Я присаживаюсь возле него на корточки. На фотографии мне лет одиннадцать, Полу двенадцать, Филиппу два, и мы с Полом перекидываем его друг дружке, как мячик, в этой самой гостиной, двадцать с чем-то лет назад. Филипп обожал так играть, заливисто хохотал и широко распахивал глаза, когда летел от одного старшего брата к другому.
— Вот сюда погляди! — Филипп тычет пальцем с самый угол фото. — Видишь, в серванте!
Сервант двустворчатый, за стеклянными дверцами мамин хрусталь и фарфор.
— Не вижу. Ты о чем?
— Посмотри на дальнюю дверцу. На стекло.
Пялюсь, ничего не вижу, почти сдаюсь, но вдруг понимаю, что в стекле видно отражение — лицо и руки. Из-за фотоаппарата нам улыбается папа… Сервант по-прежнему стоит у стены в гостиной, и я невольно перевожу взгляд на настоящие стеклянные дверцы… Филипп улыбается.
— Я тоже туда посмотрел, — говорит он.
— Тень отца Гамлета, — отзываюсь я.
— Я тут проснулся среди ночи, и мне показалось, он вышел из кабинета, — подхватывает Филипп.
Когда Филипп был маленьким, он вешал на себя сумку с игрушечными инструментами и стоял рядом с папой, пока тот что-то чинил. «Компрессор сдох», — торжественно повторял он, сияя от собственной значимости. Такой был прикольный малыш! Мы все его обожали. Помню, я даже в те времена с ужасом думал о том, что он тоже вырастет.
Бедная Серена по-прежнему надрывно кричит наверху. Я наклоняюсь к Филиппу, ерошу его шевелюру и говорю:
— Пойду наверх, успокою ребенка.
— У них принцип: наревется — уснет, — замечает мама.
— Похоже, не помогает. — Я встаю и направляюсь к лестнице.
Филипп смотрит мне вслед.
— Джад, — окликает он.
— Что?
Он ухмыляется:
— От тебя пахнет трахом.
Стоит мне взять Серену на руки — она тут же умолкает. Девочка в розовой пижаме, лысенькая, как старый старичок, только по периметру темнеют волосики. Мне она кажется совершенно невесомой.
— Ну, хватит реветь-то, все хорошо… — тихонько уговариваю я и произвожу разные нелепые звуки, которыми взрослые обычно общаются с младенцами.
Она неожиданно крепко, словно за последнюю соломинку, хватается крошечными пальчиками за мой подбородок. Словно он спасет ей жизнь, словно о нем-то она и плакала так долго и горько. Я сажусь на кровать, прилаживаю ее головенку себе на плечо и втягиваю в себя сладкий детский запах.

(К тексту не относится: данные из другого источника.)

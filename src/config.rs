//! Engine configuration.
//!
//! Every numeric knob passes through the sanitizers on the way in, so a
//! misconfigured caller can degrade behavior but never break the engine's
//! termination guarantees.

use serde::Deserialize;
use std::collections::HashMap;

use crate::phase::Phase;
use crate::sanitize::{sanitize_positive_int, sanitize_threshold};

/// Default maximum recursion depth for micro-cycles.
pub const DEFAULT_MAX_RECURSION_DEPTH: u32 = 3;
/// Default cap on micro-cycle iterations under one parent.
pub const DEFAULT_MAX_MICRO_CYCLE_ITERATIONS: u32 = 10;
/// Hard ceiling accepted for either counter, sanitized or not.
const COUNTER_CEILING: u32 = 100;

/// Sanitized configuration consumed by the coordinator and its managers.
#[derive(Debug, Clone)]
pub struct EngineConfig {
    /// Maximum depth a micro-cycle may reach below its root.
    pub max_recursion_depth: u32,
    /// Maximum micro-cycle iterations per parent cycle.
    pub max_micro_cycle_iterations: u32,
    /// Per-phase quality gate; absent means the gate is open.
    pub quality_thresholds: HashMap<Phase, f64>,
    /// Per-phase wall-clock budget in seconds; absent means no timeout.
    pub phase_timeouts: HashMap<Phase, f64>,
    /// Whether `decide_next_phase` may advance automatically.
    pub auto_phase_transitions: bool,
    /// When true, a missing manifest means "no dependencies" instead of
    /// "every dependency unmet".
    pub missing_manifest_means_no_deps: bool,
}

impl Default for EngineConfig {
    fn default() -> Self {
        Self {
            max_recursion_depth: DEFAULT_MAX_RECURSION_DEPTH,
            max_micro_cycle_iterations: DEFAULT_MAX_MICRO_CYCLE_ITERATIONS,
            quality_thresholds: HashMap::new(),
            phase_timeouts: HashMap::new(),
            auto_phase_transitions: true,
            missing_manifest_means_no_deps: false,
        }
    }
}

impl EngineConfig {
    /// Set the maximum recursion depth from an unsanitized value.
    pub fn with_max_recursion_depth(mut self, depth: f64) -> Self {
        self.max_recursion_depth = sanitize_positive_int(
            depth,
            DEFAULT_MAX_RECURSION_DEPTH,
            Some(COUNTER_CEILING),
        );
        self
    }

    /// Set the micro-cycle iteration cap from an unsanitized value.
    pub fn with_max_micro_cycle_iterations(mut self, iterations: f64) -> Self {
        self.max_micro_cycle_iterations = sanitize_positive_int(
            iterations,
            DEFAULT_MAX_MICRO_CYCLE_ITERATIONS,
            Some(COUNTER_CEILING),
        );
        self
    }

    /// Set a quality threshold for a phase from an unsanitized value.
    ///
    /// Out-of-range values fall back to no gating at all rather than an
    /// arbitrary default threshold.
    pub fn with_quality_threshold(mut self, phase: Phase, threshold: f64) -> Self {
        // Negative sentinel cannot collide with a legal threshold, so the
        // sanitizer is the single range gate here.
        let sanitized = sanitize_threshold(threshold, -1.0);
        if sanitized >= 0.0 {
            self.quality_thresholds.insert(phase, sanitized);
        } else {
            self.quality_thresholds.remove(&phase);
        }
        self
    }

    /// Set a phase timeout in seconds; non-positive or non-finite values
    /// remove the timeout.
    pub fn with_phase_timeout(mut self, phase: Phase, seconds: f64) -> Self {
        if seconds.is_finite() && seconds > 0.0 {
            self.phase_timeouts.insert(phase, seconds);
        } else {
            self.phase_timeouts.remove(&phase);
        }
        self
    }

    /// Enable or disable automatic phase transitions.
    pub fn with_auto_phase_transitions(mut self, enabled: bool) -> Self {
        self.auto_phase_transitions = enabled;
        self
    }

    /// Treat a missing manifest as "no dependencies".
    pub fn with_missing_manifest_means_no_deps(mut self, enabled: bool) -> Self {
        self.missing_manifest_means_no_deps = enabled;
        self
    }

    /// Quality threshold configured for a phase, if any.
    pub fn quality_threshold(&self, phase: Phase) -> Option<f64> {
        self.quality_thresholds.get(&phase).copied()
    }

    /// Timeout in seconds configured for a phase, if any.
    pub fn phase_timeout(&self, phase: Phase) -> Option<f64> {
        self.phase_timeouts.get(&phase).copied()
    }

    /// Build a sanitized config from a raw deserialized form.
    pub fn from_raw(raw: RawEngineConfig) -> Self {
        let mut config = EngineConfig::default()
            .with_auto_phase_transitions(raw.auto_phase_transitions.unwrap_or(true))
            .with_missing_manifest_means_no_deps(
                raw.missing_manifest_means_no_deps.unwrap_or(false),
            );
        if let Some(depth) = raw.max_recursion_depth {
            config = config.with_max_recursion_depth(depth);
        }
        if let Some(iterations) = raw.max_micro_cycle_iterations {
            config = config.with_max_micro_cycle_iterations(iterations);
        }
        for (phase, threshold) in raw.quality_thresholds {
            config = config.with_quality_threshold(phase, threshold);
        }
        for (phase, seconds) in raw.phase_timeouts {
            config = config.with_phase_timeout(phase, seconds);
        }
        config
    }
}

/// Unsanitized configuration as it arrives from a file or an embedding
/// application. `EngineConfig::from_raw` is the only way in.
#[derive(Debug, Clone, Default, Deserialize)]
pub struct RawEngineConfig {
    #[serde(default)]
    pub max_recursion_depth: Option<f64>,
    #[serde(default)]
    pub max_micro_cycle_iterations: Option<f64>,
    #[serde(default)]
    pub quality_thresholds: HashMap<Phase, f64>,
    #[serde(default)]
    pub phase_timeouts: HashMap<Phase, f64>,
    #[serde(default)]
    pub auto_phase_transitions: Option<bool>,
    #[serde(default)]
    pub missing_manifest_means_no_deps: Option<bool>,
}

Когда-нибудь она повзрослеет, мир примется ее гнуть и ломать, а она в ответ — обижаться и топать ногами. Потом будет заниматься с логопедом. Потом у нее вылезут прыщи, нальется грудь, пойдут скандалы с родителями. Она начнет страдать из-за своего веса, впадать в депрессии, кто-то разобьет ей сердце, будет у нее и счастье, и одиночество, и нужда в психотерапевте. Она разлюбит, влюбится, выйдет замуж, родит ребенка — такого же крошечного, как сейчас она сама. Но это все в будущем, и все ерунда, потому что пока она чиста и прекрасна… Я лежу навзничь на кровати, а она спит, посапывая, у меня на груди, и я любуюсь ее едва наметившимся носиком-кнопкой и красной ссадинкой на оттопыренной губе — от усердного сосания. Через пару минут, когда ее дыхание становится совсем спокойным и почти неслышным, я тихонько укладываю ее в кроватку, спускаюсь прямиком в подвал и уплываю в сон, а на груди у меня, там, где лежала девочка, по-прежнему тепло.